As Donald Trump refuses to concede, top Republicans remain silent on US election results
Senate Majority leader Mitch McConnell declined to acknowledge Biden’s victory, with an aide instead pointing reporters to a generic “count all the votes” statement he released Friday before the results were known.
As President Donald Trump refused to concede defeat Saturday, top Republican congressional leaders followed suit, refraining from releasing the customary statements congratulating the victor that have been standard among senior lawmakers in both parties when a presidential election has been declared.
Senate Majority leader Mitch McConnell declined Saturday to acknowledge Biden’s victory, with an aide instead pointing reporters to a generic “count all the votes” statement McConnell released Friday before the results were known.
In that statement, released on Twitter as Trump preemptively contested the outcome of the election, McConnell had outlined “how this must work in our great country.”
“Every legal vote should be counted,” he said. “Any illegally-submitted ballots must not. All sides must get to observe the process. And the courts are here to apply the laws & resolve disputes.
“That’s how Americans’ votes decide the result,” he said.
His silence Saturday came as other Republican leaders also kept mum about the results and some openly questioned it.
“The election isn’t over until all legal votes are counted and certified,” Steve Scalise of Louisiana, the second-ranking Republican, said on Twitter. “There are still serious legal challenges that have been made, and until that process is resolved, the election is not final. The American people deserve a fair and transparent process.”
The reactions suggested that Republicans on Capitol Hill, who have spent four years clinging tightly to Trump or at least have avoided publicly countering him for fear of provoking an angry tweet, were sticking to those approaches even after his loss.
In the weeks leading up to the election, as Trump refused to commit to a peaceful transfer of power, some Republicans, including McConnell, gently pushed back without directly rebuking the president, making it clear that if he were to lose, they expected him to abide by the results.
“The winner of the 3rd November election will be inaugurated on 20th January,” McConnell said then. “There will be an orderly transition just as there has been every four years since 1792.”
But Trump’s reluctance to accept his defeat, and his angry and false insistence Saturday that he had in fact won raised questions about whether any senior Republican would be willing to contradict him.
Only a handful of rank-and-file Republicans, including some who are not likely to face voters again, offered their good wishes for Biden.
“It’s time to come together,” wrote Representative Will Hurd, Republican, Texas, who is retiring. “America has spoken and we must respect the decision. More unites us than divides us; we can find common ground. I hope the president-elect can embody this. I wish him good luck and I wish the president a successful final few weeks.”
Senator Mitt Romney of Utah, the 2012 Republican presidential nominee and a frequent critic of Trump, also offered a traditional statement of well wishes to the victor and was one of the few members of his party to refer to Biden by his new title.

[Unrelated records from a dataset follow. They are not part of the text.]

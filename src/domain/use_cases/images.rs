use std::{future::Future, sync::Arc, time::Duration};

use serde::{Deserialize, Serialize};
use tracing::{info, instrument};

use crate::{
    entities::{
        image::{public_url, DeletedImage, ImageCategory, ImageInfoResponse, StorageStats},
        metadata::UpdateImageMetadataRequest,
        reference::{ImageReference, ReferenceReport, ReferenceType},
    },
    errors::AppError,
    storage::local::UploadStorage,
    utils::filename::validate_filename,
    SharedContentRepo, SharedMetadataRepo,
};

const DEFAULT_PER_PAGE: u32 = 20;
const MAX_PER_PAGE: u32 = 100;

#[derive(Debug, Default, Deserialize)]
pub struct ListImagesQuery {
    pub page: Option<u32>,
    pub per_page: Option<u32>,
    pub category: Option<String>,
}

#[derive(Debug, Serialize)]
#[serde(rename_all = "camelCase")]
pub struct ImagePage {
    pub items: Vec<ImageInfoResponse>,
    pub page: u32,
    pub per_page: u32,
    pub total: i64,
}

/// Asset lookups, metadata edits, reference checks and reference-safe deletes.
pub struct ImageHandler {
    pub(crate) metadata_repo: SharedMetadataRepo,
    pub(crate) content_repo: SharedContentRepo,
    pub(crate) storage: Arc<UploadStorage>,
    pub(crate) db_timeout: Duration,
    pub(crate) public_base_path: String,
}

impl ImageHandler {
    pub fn new(
        metadata_repo: SharedMetadataRepo,
        content_repo: SharedContentRepo,
        storage: Arc<UploadStorage>,
        db_timeout: Duration,
        public_base_path: String,
    ) -> Self {
        ImageHandler {
            metadata_repo,
            content_repo,
            storage,
            db_timeout,
            public_base_path,
        }
    }

    async fn timed<T>(&self, fut: impl Future<Output = Result<T, AppError>>) -> Result<T, AppError> {
        tokio::time::timeout(self.db_timeout, fut).await?
    }

    pub async fn get_info(&self, filename: &str) -> Result<ImageInfoResponse, AppError> {
        let filename = validate_filename(filename)?;

        let asset = self
            .timed(self.metadata_repo.get_asset(filename))
            .await?
            .ok_or_else(|| AppError::NotFound(format!("Image {} not found", filename)))?;

        Ok(asset.to_info_response(&self.public_base_path))
    }

    pub async fn list_images(&self, query: &ListImagesQuery) -> Result<ImagePage, AppError> {
        let page = query.page.unwrap_or(1).max(1);
        let per_page = query.per_page.unwrap_or(DEFAULT_PER_PAGE).clamp(1, MAX_PER_PAGE);
        let category = query
            .category
            .as_deref()
            .filter(|c| !c.is_empty())
            .map(str::parse::<ImageCategory>)
            .transpose()?;

        let assets = self
            .timed(self.metadata_repo.list_assets(category, page, per_page))
            .await?;
        let total = self.timed(self.metadata_repo.count_assets(category)).await?;

        Ok(ImagePage {
            items: assets
                .iter()
                .map(|asset| asset.to_info_response(&self.public_base_path))
                .collect(),
            page,
            per_page,
            total,
        })
    }

    #[instrument(skip(self, request))]
    pub async fn update_metadata(
        &self,
        filename: &str,
        request: &UpdateImageMetadataRequest,
    ) -> Result<ImageInfoResponse, AppError> {
        let filename = validate_filename(filename)?;

        let asset = self
            .timed(self.metadata_repo.get_asset(filename))
            .await?
            .ok_or_else(|| AppError::NotFound(format!("Image {} not found", filename)))?;

        let merged = request.apply_to(&asset.metadata)?;
        let updated = self
            .timed(self.metadata_repo.save_metadata(filename, &merged))
            .await?;

        Ok(updated.to_info_response(&self.public_base_path))
    }

    /// Category of a known image, from its row or, failing that, from disk.
    async fn category_of(&self, filename: &str) -> Result<ImageCategory, AppError> {
        if let Some(asset) = self.timed(self.metadata_repo.get_asset(filename)).await? {
            return Ok(asset.category);
        }
        self.storage
            .locate(filename)
            .await
            .map(|(category, _)| category)
            .ok_or_else(|| AppError::NotFound(format!("Image {} not found", filename)))
    }

    async fn scan_references(&self, filename: &str, category: ImageCategory) -> Result<ReferenceReport, AppError> {
        let url = public_url(&self.public_base_path, category, filename);
        let repo = &self.content_repo;

        let (articles, authors, categories, pages) = self
            .timed(async {
                tokio::try_join!(
                    repo.articles_using_image(filename, &url),
                    repo.authors_using_image(filename, &url),
                    repo.categories_using_image(filename, &url),
                    repo.static_pages_using_image(filename, &url),
                )
            })
            .await?;

        let references = [
            (ReferenceType::Article, articles),
            (ReferenceType::Author, authors),
            (ReferenceType::Category, categories),
            (ReferenceType::StaticPage, pages),
        ]
        .into_iter()
        .flat_map(|(kind, rows)| rows.into_iter().map(move |row| ImageReference::new(kind, row)))
        .collect();

        Ok(ReferenceReport::new(filename, references))
    }

    pub async fn find_references(&self, filename: &str) -> Result<ReferenceReport, AppError> {
        let filename = validate_filename(filename)?;
        let category = self.category_of(filename).await?;
        self.scan_references(filename, category).await
    }

    /// Deletes the row, then the original and its variants, unless content
    /// still uses the image. Deletes of the same filename are serialised; a
    /// reference created by the CMS between the scan and the removal is not
    /// detected.
    #[instrument(skip(self))]
    pub async fn delete_image(&self, filename: &str) -> Result<DeletedImage, AppError> {
        let filename = validate_filename(filename)?;

        let lock = self.storage.lock_for(filename);
        let result = {
            let _guard = lock.lock().await;
            self.delete_unreferenced(filename).await
        };
        drop(lock);
        self.storage.release_lock(filename);

        result
    }

    async fn delete_unreferenced(&self, filename: &str) -> Result<DeletedImage, AppError> {
        let category = self.category_of(filename).await?;

        let report = self.scan_references(filename, category).await?;
        if !report.can_delete {
            return Err(AppError::ImageInUse(report));
        }

        // A row never outlives its files. Files left by a failed removal are
        // found again by probing, so a retried delete completes.
        self.timed(self.metadata_repo.delete_asset(filename)).await?;
        let files_removed = self.storage.remove_asset_files(category, filename).await?;

        info!(filename, files_removed, "image deleted");
        Ok(DeletedImage {
            filename: filename.to_string(),
            files_removed,
        })
    }

    pub async fn storage_stats(&self) -> Result<StorageStats, AppError> {
        let breakdown = self.timed(self.metadata_repo.category_stats()).await?;

        Ok(StorageStats {
            indexed_files: self.storage.indexed_count(),
            total_assets: breakdown.iter().map(|s| s.count).sum(),
            total_bytes: breakdown.iter().map(|s| s.total_bytes).sum(),
            breakdown,
        })
    }
}
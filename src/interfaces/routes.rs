use actix_web::web;

use crate::handlers::{
    home::home,
    images::get_original_image,
    json_error::route_not_found,
    system::health_check,
};

mod admin;
mod images;
mod json_error;
mod uploads;

pub fn configure_routes(cfg: &mut web::ServiceConfig) {
    cfg.service(home);
    cfg.service(health_check);

    cfg.service(
        web::scope("/api/v1")
            .configure(uploads::config_routes)
            .configure(images::config_routes)
            .configure(admin::config_routes)
    );

    cfg.service(
        web::resource("/uploads/{category}/{filename}")
            .route(web::get().to(get_original_image))
    );

    cfg.configure(json_error::config_routes);
    cfg.default_service(web::to(route_not_found));
}
use chrono::{DateTime, Utc};
use once_cell::sync::Lazy;

pub static START_TIME: Lazy<DateTime<Utc>> = Lazy::new(Utc::now);

pub const DEFAULT_MAX_FILE_SIZE: u64 = 5 * 1024 * 1024;
pub const DEFAULT_MAX_FILES: usize = 10;

pub const CACHE_CONTROL_IMMUTABLE: &str = "public, max-age=31536000";

/// Directory under the upload root holding generated variants.
pub const PROCESSED_DIR: &str = "processed";
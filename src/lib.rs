//! Homer proxy: one local endpoint in front of home-automation and
//! infrastructure APIs, injecting per-backend credentials.

// Core subsystems
pub mod config;
pub mod http;
pub mod routing;

// Backend-specific clients
pub mod controller;

// Cross-cutting concerns
pub mod lifecycle;
pub mod observability;

pub use config::GatewayConfig;
pub use http::GatewayServer;
pub use lifecycle::Shutdown;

“Ann and I extend our congratulations to President-elect Joe Biden and Vice-President-elect Kamala Harris,” he wrote on Twitter. “We know both of them as people of good will and admirable character. We pray that God may bless them in the days and years ahead.”
Senator Lisa Murkowski of Alaska also directly congratulated Biden as President-elect and said, “It appears we will soon then to the peaceful transition of power, which is fundamental to our system of democracy and ultimately honours the American people.” She added, “Honouring their choice in who leads has always defined us and is the source of our exceptionalism.”
But several Republicans who are regarded as rising stars in the party said any congratulations were premature, portraying the election results as a creation of the news media and alluding to the possibility of legal action that could change them.
“The media do not get to determine who the president is,” said Missouri Senator Josh Hawley. “The people do. When all lawful votes have been counted, recounts finished, and allegations of fraud addressed, we will know who the winner is.”
Senator Patrick Toomey, Pennsylvania, who has announced he is retiring, issued a statement congratulating both Trump and Biden for having “run hard, spirited campaigns that have inspired record civic engagement.” But he said that given the closeness of the results, Americans needed assurances that the election was “being conducted with integrity,”
“Today’s announcement by the media of the election’s outcome is a projection,” Toomey said. “A final outcome will be reached when the election process concludes, which is after all legal votes have been counted, litigation is resolved, and any recounts are completed.”
Louisiana Representative Mike Johnson, a contender for a leadership position in his party, said on Twitter he called Trump and encouraged him to “Stay strong and keep fighting, sir!”
“The nation is depending upon your resolve,” Johnson said he told the president. “We must exhaust every available legal remedy to restore Americans’ trust in the fairness of our election system.”